(Supplied material begins)
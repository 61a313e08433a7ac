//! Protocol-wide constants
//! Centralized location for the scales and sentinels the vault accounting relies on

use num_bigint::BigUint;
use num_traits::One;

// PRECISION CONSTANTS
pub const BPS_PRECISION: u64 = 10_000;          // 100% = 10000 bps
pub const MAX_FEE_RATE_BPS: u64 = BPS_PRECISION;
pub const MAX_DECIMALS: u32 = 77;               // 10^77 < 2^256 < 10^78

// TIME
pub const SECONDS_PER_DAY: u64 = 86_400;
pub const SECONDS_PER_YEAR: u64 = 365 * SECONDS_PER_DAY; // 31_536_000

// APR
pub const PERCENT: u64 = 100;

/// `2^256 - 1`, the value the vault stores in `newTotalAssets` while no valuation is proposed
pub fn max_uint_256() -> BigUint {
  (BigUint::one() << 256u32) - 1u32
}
(Supplied material ends)
(Supplied material begins)
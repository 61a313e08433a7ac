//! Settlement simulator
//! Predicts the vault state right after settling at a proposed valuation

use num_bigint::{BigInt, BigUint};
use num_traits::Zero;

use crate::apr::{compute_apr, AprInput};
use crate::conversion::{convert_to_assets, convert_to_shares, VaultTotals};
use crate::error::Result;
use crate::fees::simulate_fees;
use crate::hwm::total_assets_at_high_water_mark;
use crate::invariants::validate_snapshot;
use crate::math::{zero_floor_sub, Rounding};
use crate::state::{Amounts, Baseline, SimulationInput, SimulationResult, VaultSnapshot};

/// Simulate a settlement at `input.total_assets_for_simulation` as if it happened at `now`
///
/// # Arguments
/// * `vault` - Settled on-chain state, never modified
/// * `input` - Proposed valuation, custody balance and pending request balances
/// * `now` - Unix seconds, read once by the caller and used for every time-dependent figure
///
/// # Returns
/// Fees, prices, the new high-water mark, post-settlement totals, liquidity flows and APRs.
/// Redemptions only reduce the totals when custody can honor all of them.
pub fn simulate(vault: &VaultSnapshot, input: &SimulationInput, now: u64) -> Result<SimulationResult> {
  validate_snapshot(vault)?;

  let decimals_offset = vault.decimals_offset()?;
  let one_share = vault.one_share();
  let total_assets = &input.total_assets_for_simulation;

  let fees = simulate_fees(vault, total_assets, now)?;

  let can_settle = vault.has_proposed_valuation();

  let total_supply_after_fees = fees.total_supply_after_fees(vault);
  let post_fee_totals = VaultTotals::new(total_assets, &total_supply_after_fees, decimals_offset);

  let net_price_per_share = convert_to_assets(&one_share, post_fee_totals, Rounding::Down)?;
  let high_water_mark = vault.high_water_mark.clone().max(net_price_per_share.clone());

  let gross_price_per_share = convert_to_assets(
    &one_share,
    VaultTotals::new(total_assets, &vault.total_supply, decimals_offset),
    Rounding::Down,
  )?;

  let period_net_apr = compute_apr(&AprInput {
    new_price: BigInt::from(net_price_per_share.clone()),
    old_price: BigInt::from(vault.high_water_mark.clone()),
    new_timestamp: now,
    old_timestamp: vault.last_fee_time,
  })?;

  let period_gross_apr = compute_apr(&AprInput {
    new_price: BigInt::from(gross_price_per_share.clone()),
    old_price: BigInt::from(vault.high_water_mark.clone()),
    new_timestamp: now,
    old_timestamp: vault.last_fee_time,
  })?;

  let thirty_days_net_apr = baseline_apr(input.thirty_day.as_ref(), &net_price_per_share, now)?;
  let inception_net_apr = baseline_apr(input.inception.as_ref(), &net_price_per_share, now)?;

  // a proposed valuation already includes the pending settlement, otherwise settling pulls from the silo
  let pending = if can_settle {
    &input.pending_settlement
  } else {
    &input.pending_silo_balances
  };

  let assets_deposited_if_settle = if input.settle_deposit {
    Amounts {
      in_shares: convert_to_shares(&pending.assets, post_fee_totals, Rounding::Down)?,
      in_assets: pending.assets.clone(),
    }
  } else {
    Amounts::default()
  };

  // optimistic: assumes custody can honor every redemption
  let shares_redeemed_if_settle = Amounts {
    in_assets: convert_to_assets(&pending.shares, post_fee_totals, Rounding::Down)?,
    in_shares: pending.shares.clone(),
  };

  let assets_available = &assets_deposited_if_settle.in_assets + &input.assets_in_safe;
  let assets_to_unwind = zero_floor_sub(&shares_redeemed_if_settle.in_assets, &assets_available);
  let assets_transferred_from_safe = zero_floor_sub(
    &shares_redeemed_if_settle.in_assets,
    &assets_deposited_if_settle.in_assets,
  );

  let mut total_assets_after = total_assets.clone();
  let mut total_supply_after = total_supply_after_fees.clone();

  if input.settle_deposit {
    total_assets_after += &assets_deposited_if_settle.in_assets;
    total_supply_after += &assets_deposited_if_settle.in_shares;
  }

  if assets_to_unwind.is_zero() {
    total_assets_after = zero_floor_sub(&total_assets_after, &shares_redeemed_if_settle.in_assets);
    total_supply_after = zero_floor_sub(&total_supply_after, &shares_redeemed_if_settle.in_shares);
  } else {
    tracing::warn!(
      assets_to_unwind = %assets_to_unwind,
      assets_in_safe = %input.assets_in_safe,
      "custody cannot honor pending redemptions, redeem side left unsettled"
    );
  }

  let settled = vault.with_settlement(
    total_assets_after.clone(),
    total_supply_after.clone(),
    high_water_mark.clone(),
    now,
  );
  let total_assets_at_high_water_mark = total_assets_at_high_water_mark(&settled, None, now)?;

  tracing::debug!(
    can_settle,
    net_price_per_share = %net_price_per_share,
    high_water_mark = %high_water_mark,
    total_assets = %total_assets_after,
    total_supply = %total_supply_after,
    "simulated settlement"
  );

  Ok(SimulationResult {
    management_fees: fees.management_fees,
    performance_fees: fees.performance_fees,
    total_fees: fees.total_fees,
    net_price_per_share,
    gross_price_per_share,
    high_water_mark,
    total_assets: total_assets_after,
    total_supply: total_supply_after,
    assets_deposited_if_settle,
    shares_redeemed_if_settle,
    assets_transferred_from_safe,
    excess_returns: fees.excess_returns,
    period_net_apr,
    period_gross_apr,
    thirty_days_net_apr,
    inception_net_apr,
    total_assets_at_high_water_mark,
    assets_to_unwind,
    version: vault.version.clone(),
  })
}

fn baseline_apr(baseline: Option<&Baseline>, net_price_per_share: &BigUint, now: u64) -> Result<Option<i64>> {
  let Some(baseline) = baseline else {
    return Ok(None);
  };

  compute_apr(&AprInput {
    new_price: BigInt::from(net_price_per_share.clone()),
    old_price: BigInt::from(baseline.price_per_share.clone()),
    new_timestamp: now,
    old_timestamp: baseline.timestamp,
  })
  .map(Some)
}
(Supplied material ends)
Show all lines above holding "Amounts".

use crate::state::{Amounts, Baseline, SimulationInput, SimulationResult, VaultSnapshot};
    Amounts {
    Amounts::default()
  let shares_redeemed_if_settle = Amounts {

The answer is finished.